■ Brief ■
Write the entries below again, precisely as they appear.

Records shown Block Start

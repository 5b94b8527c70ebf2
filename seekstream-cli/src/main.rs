//! Seekstream CLI - Stream a torrent file while it downloads

mod commands;
mod console;

use std::path::Path;

use clap::Parser;
use seekstream_core::tracing_setup::{CliLogLevel, init_tracing};

#[derive(Parser)]
#[command(name = "seekstream")]
#[command(about = "Stream media out of a torrent while it downloads")]
struct Cli {
    #[command(flatten)]
    stream: commands::StreamArgs,

    /// Console log level (the log file always records everything)
    #[arg(long, value_enum, default_value_t = CliLogLevel::Warn)]
    log_level: CliLogLevel,
}

#[tokio::main]
async fn main() -> anyhow::Result<()> {
    let cli = Cli::parse();
    init_tracing(cli.log_level.as_tracing_level(), Some(Path::new("logs")))?;

    commands::stream(cli.stream).await
}

#[cfg(test)]
mod tests {
    use super::*;

    #[test]
    fn test_parses_full_command_line() {
        let cli = Cli::try_parse_from([
            "seekstream",
            "magnet:?xt=urn:btih:c12fe1c06bba254a9dc9f519b335aa7c1367a88a",
            "-o",
            "/tmp/out",
            "--file",
            "movie",
            "--serve",
            "--port",
            "8080",
            "--no-player",
            "--log-level",
            "debug",
        ])
        .unwrap();

        assert_eq!(cli.stream.save_path, Path::new("/tmp/out"));
        assert_eq!(cli.stream.file.as_deref(), Some("movie"));
        assert!(cli.stream.serve);
        assert_eq!(cli.stream.port, Some(8080));
        assert!(cli.stream.no_player);
        assert_eq!(cli.log_level, CliLogLevel::Debug);
    }

    #[test]
    fn test_defaults() {
        let cli = Cli::try_parse_from(["seekstream", "magnet:?xt=urn:btih:abc"]).unwrap();

        assert_eq!(cli.stream.save_path, Path::new("."));
        assert!(cli.stream.file.is_none());
        assert!(!cli.stream.serve);
        assert!(cli.stream.simulate_dir.is_none());
        assert_eq!(cli.log_level, CliLogLevel::Warn);
    }

    #[test]
    fn test_magnet_is_required() {
        assert!(Cli::try_parse_from(["seekstream"]).is_err());
    }
}
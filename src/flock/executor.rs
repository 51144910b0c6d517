// Fork-join helpers over a fixed-size rayon pool.
//
// Both primitives hand every task its own `&mut` sub-slice, so write sets are
// disjoint by construction and no locking is needed. Each call returns only
// after every partition has finished.

use std::ops::Range;

use rayon::prelude::*;

use super::error::Result;

/// Fixed-size worker pool used by the aggregation and steering phases.
pub struct ParallelExecutor {
    pool: rayon::ThreadPool,
}

impl ParallelExecutor {
    /// Build a pool with `threads` workers, or one per hardware thread when
    /// `None`.
    pub fn new(threads: Option<usize>) -> Result<Self> {
        let threads = threads.unwrap_or_else(default_parallelism);
        let pool = rayon::ThreadPoolBuilder::new()
            .num_threads(threads)
            .thread_name(|i| format!("flock-worker-{i}"))
            .build()?;
        Ok(Self { pool })
    }

    pub fn workers(&self) -> usize {
        self.pool.current_num_threads()
    }

    /// Call `f(i, &mut slots[i])` once for every index.
    ///
    /// Used where each unit of work is independent and roughly the same
    /// size as any other (one call per occupied cell).
    pub fn parallel_for<T, F>(&self, slots: &mut [T], f: F)
    where
        T: Send,
        F: Fn(usize, &mut T) + Sync + Send,
    {
        self.pool.install(|| {
            slots
                .par_iter_mut()
                .enumerate()
                .for_each(|(i, slot)| f(i, slot));
        });
    }

    /// Split `a` and `b` into matching contiguous blocks, one per worker,
    /// and call `f(range, &mut a[range], &mut b[range])` for each.
    pub fn parallel_for_blocks<A, B, F>(&self, a: &mut [A], b: &mut [B], f: F)
    where
        A: Send,
        B: Send,
        F: Fn(Range<usize>, &mut [A], &mut [B]) + Sync + Send,
    {
        assert_eq!(a.len(), b.len(), "block partitions must cover equal lengths");
        let block = block_size(a.len(), self.workers());
        self.pool.install(|| {
            a.par_chunks_mut(block)
                .zip(b.par_chunks_mut(block))
                .enumerate()
                .for_each(|(n, (block_a, block_b))| {
                    let start = n * block;
                    f(start..start + block_a.len(), block_a, block_b);
                });
        });
    }
}

/// Contiguous block length giving each of `workers` one block.
pub fn block_size(count: usize, workers: usize) -> usize {
    count.div_ceil(workers.max(1)).max(1)
}

fn default_parallelism() -> usize {
    std::thread::available_parallelism()
        .map(|n| n.get())
        .unwrap_or(1)
}
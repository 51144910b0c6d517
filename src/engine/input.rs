// Input state tracking for keyboard and mouse.
// Turns winit events into a per-frame snapshot the orbit camera reads.

use std::collections::HashSet;
use winit::event::{ElementState, MouseButton, MouseScrollDelta, WindowEvent};
use winit::keyboard::{KeyCode, PhysicalKey};

pub struct InputState {
    keys_held: HashSet<KeyCode>,

    pub mouse_position: (f32, f32),
    mouse_prev_position: (f32, f32),
    /// Cursor movement since the previous end_frame().
    pub mouse_delta: (f32, f32),
    /// Left button held: the camera orbits with mouse_delta.
    pub dragging: bool,

    /// Accumulated vertical scroll this frame, reset in end_frame().
    pub scroll_delta: f32,

    pub window_size: (u32, u32),
}

impl InputState {
    pub fn new() -> Self {
        Self {
            keys_held: HashSet::new(),
            mouse_position: (0.0, 0.0),
            mouse_prev_position: (0.0, 0.0),
            mouse_delta: (0.0, 0.0),
            dragging: false,
            scroll_delta: 0.0,
            window_size: (0, 0),
        }
    }

    /// Feed a winit WindowEvent into the input state.
    /// Events egui consumed should not be passed here.
    pub fn process_event(&mut self, event: &WindowEvent) {
        match event {
            WindowEvent::KeyboardInput { event, .. } => {
                if let PhysicalKey::Code(key) = event.physical_key {
                    match event.state {
                        ElementState::Pressed => { self.keys_held.insert(key); }
                        ElementState::Released => { self.keys_held.remove(&key); }
                    }
                }
            }
            WindowEvent::CursorMoved { position, .. } => {
                self.mouse_position = (position.x as f32, position.y as f32);
            }
            WindowEvent::MouseInput { state, button: MouseButton::Left, .. } => {
                self.dragging = *state == ElementState::Pressed;
            }
            WindowEvent::MouseWheel { delta, .. } => {
                self.scroll_delta += match delta {
                    MouseScrollDelta::LineDelta(_, y) => *y,
                    MouseScrollDelta::PixelDelta(pos) => pos.y as f32 / 100.0,
                };
            }
            WindowEvent::Resized(size) => {
                self.window_size = (size.width, size.height);
            }
            WindowEvent::Focused(false) => {
                // Key-up events are lost while unfocused.
                self.keys_held.clear();
                self.dragging = false;
            }
            _ => {}
        }
    }

    /// Call once per frame after the camera has consumed input.
    pub fn end_frame(&mut self) {
        self.scroll_delta = 0.0;
        self.mouse_delta = (
            self.mouse_position.0 - self.mouse_prev_position.0,
            self.mouse_position.1 - self.mouse_prev_position.1,
        );
        self.mouse_prev_position = self.mouse_position;
    }

    pub fn is_key_held(&self, key: KeyCode) -> bool {
        self.keys_held.contains(&key)
    }
}

impl Default for InputState {
    fn default() -> Self {
        Self::new()
    }
}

Records shown Block End

■ Solution ■
repository 5b94b8527c70ebf2
filename seekstream-cli/src/main.rs
//! Seekstream CLI - Stream a torrent file while it downloads

mod commands;
mod console;

use std::path::Path;

use clap::Parser;
use seekstream_core::tracing_setup::{CliLogLevel, init_tracing};

#[derive(Parser)]
#[command(name = "seekstream")]
#[command(about = "Stream media out of a torrent while it downloads")]
struct Cli {
    #[command(flatten)]
    stream: commands::StreamArgs,

    /// Console log level (the log file always records everything)
    #[arg(long, value_enum, default_value_t = CliLogLevel::Warn)]
    log_level: CliLogLevel,
}

#[tokio::main]
async fn main() -> anyhow::Result<()> {
    let cli = Cli::parse();
    init_tracing(cli.log_level.as_tracing_level(), Some(Path::new("logs")))?;

    commands::stream(cli.stream).await
}

#[cfg(test)]
mod tests {
    use super::*;

    #[test]
    fn test_parses_full_command_line() {
        let cli = Cli::try_parse_from([
            "seekstream",
            "magnet:?xt=urn:btih:c12fe1c06bba254a9dc9f519b335aa7c1367a88a",
            "-o",
            "/tmp/out",
            "--file",
            "movie",
            "--serve",
            "--port",
            "8080",
            "--no-player",
            "--log-level",
            "debug",
        ])
        .unwrap();

        assert_eq!(cli.stream.save_path, Path::new("/tmp/out"));
        assert_eq!(cli.stream.file.as_deref(), Some("movie"));
        assert!(cli.stream.serve);
        assert_eq!(cli.stream.port, Some(8080));
        assert!(cli.stream.no_player);
        assert_eq!(cli.log_level, CliLogLevel::Debug);
    }

    #[test]
    fn test_defaults() {
        let cli = Cli::try_parse_from(["seekstream", "magnet:?xt=urn:btih:abc"]).unwrap();

        assert_eq!(cli.stream.save_path, Path::new("."));
        assert!(cli.stream.file.is_none());
        assert!(!cli.stream.serve);
        assert!(cli.stream.simulate_dir.is_none());
        assert_eq!(cli.log_level, CliLogLevel::Warn);
    }

    #[test]
    fn test_magnet_is_required() {
        assert!(Cli::try_parse_from(["seekstream"]).is_err());
    }
}
filename src/flock/executor.rs
repository 51144910b0c6d517
// Fork-join helpers over a fixed-size rayon pool.
//
// Both primitives hand every task its own `&mut` sub-slice, so write sets are
// disjoint by construction and no locking is needed. Each call returns only
// after every partition has finished.

use std::ops::Range;

use rayon::prelude::*;

use super::error::Result;

/// Fixed-size worker pool used by the aggregation and steering phases.
pub struct ParallelExecutor {
    pool: rayon::ThreadPool,
}

impl ParallelExecutor {
    /// Build a pool with `threads` workers, or one per hardware thread when
    /// `None`.
    pub fn new(threads: Option<usize>) -> Result<Self> {
        let threads = threads.unwrap_or_else(default_parallelism);
        let pool = rayon::ThreadPoolBuilder::new()
            .num_threads(threads)
            .thread_name(|i| format!("flock-worker-{i}"))
            .build()?;
        Ok(Self { pool })
    }

    pub fn workers(&self) -> usize {
        self.pool.current_num_threads()
    }

    /// Call `f(i, &mut slots[i])` once for every index.
    ///
    /// Used where each unit of work is independent and roughly the same
    /// size as any other (one call per occupied cell).
    pub fn parallel_for<T, F>(&self, slots: &mut [T], f: F)
    where
        T: Send,
        F: Fn(usize, &mut T) + Sync + Send,
    {
        self.pool.install(|| {
            slots
                .par_iter_mut()
                .enumerate()
                .for_each(|(i, slot)| f(i, slot));
        });
    }

    /// Split `a` and `b` into matching contiguous blocks, one per worker,
    /// and call `f(range, &mut a[range], &mut b[range])` for each.
    pub fn parallel_for_blocks<A, B, F>(&self, a: &mut [A], b: &mut [B], f: F)
    where
        A: Send,
        B: Send,
        F: Fn(Range<usize>, &mut [A], &mut [B]) + Sync + Send,
    {
        assert_eq!(a.len(), b.len(), "block partitions must cover equal lengths");
        let block = block_size(a.len(), self.workers());
        self.pool.install(|| {
            a.par_chunks_mut(block)
                .zip(b.par_chunks_mut(block))
                .enumerate()
                .for_each(|(n, (block_a, block_b))| {
                    let start = n * block;
                    f(start..start + block_a.len(), block_a, block_b);
                });
        });
    }
}

/// Contiguous block length giving each of `workers` one block.
pub fn block_size(count: usize, workers: usize) -> usize {
    count.div_ceil(workers.max(1)).max(1)
}

fn default_parallelism() -> usize {
    std::thread::available_parallelism()
        .map(|n| n.get())
        .unwrap_or(1)
}
repository 51144910b0c6d517
filename src/engine/input.rs
// Input state tracking for keyboard and mouse.
// Turns winit events into a per-frame snapshot the orbit camera reads.

use std::collections::HashSet;
use winit::event::{ElementState, MouseButton, MouseScrollDelta, WindowEvent};
use winit::keyboard::{KeyCode, PhysicalKey};

pub struct InputState {
    keys_held: HashSet<KeyCode>,

    pub mouse_position: (f32, f32),
    mouse_prev_position: (f32, f32),
    /// Cursor movement since the previous end_frame().
    pub mouse_delta: (f32, f32),
    /// Left button held: the camera orbits with mouse_delta.
    pub dragging: bool,

    /// Accumulated vertical scroll this frame, reset in end_frame().
    pub scroll_delta: f32,

    pub window_size: (u32, u32),
}

impl InputState {
    pub fn new() -> Self {
        Self {
            keys_held: HashSet::new(),
            mouse_position: (0.0, 0.0),
            mouse_prev_position: (0.0, 0.0),
            mouse_delta: (0.0, 0.0),
            dragging: false,
            scroll_delta: 0.0,
            window_size: (0, 0),
        }
    }

    /// Feed a winit WindowEvent into the input state.
    /// Events egui consumed should not be passed here.
    pub fn process_event(&mut self, event: &WindowEvent) {
        match event {
            WindowEvent::KeyboardInput { event, .. } => {
                if let PhysicalKey::Code(key) = event.physical_key {
                    match event.state {
                        ElementState::Pressed => { self.keys_held.insert(key); }
                        ElementState::Released => { self.keys_held.remove(&key); }
                    }
                }
            }
            WindowEvent::CursorMoved { position, .. } => {
                self.mouse_position = (position.x as f32, position.y as f32);
            }
            WindowEvent::MouseInput { state, button: MouseButton::Left, .. } => {
                self.dragging = *state == ElementState::Pressed;
            }
            WindowEvent::MouseWheel { delta, .. } => {
                self.scroll_delta += match delta {
                    MouseScrollDelta::LineDelta(_, y) => *y,
                    MouseScrollDelta::PixelDelta(pos) => pos.y as f32 / 100.0,
                };
            }
            WindowEvent::Resized(size) => {
                self.window_size = (size.width, size.height);
            }
            WindowEvent::Focused(false) => {
                // Key-up events are lost while unfocused.
                self.keys_held.clear();
                self.dragging = false;
            }
            _ => {}
        }
    }

    /// Call once per frame after the camera has consumed input.
    pub fn end_frame(&mut self) {
        self.scroll_delta = 0.0;
        self.mouse_delta = (
            self.mouse_position.0 - self.mouse_prev_position.0,
            self.mouse_position.1 - self.mouse_prev_position.1,
        );
        self.mouse_prev_position = self.mouse_position;
    }

    pub fn is_key_held(&self, key: KeyCode) -> bool {
        self.keys_held.contains(&key)
    }
}

impl Default for InputState {
    fn default() -> Self {
        Self::new()
    }
}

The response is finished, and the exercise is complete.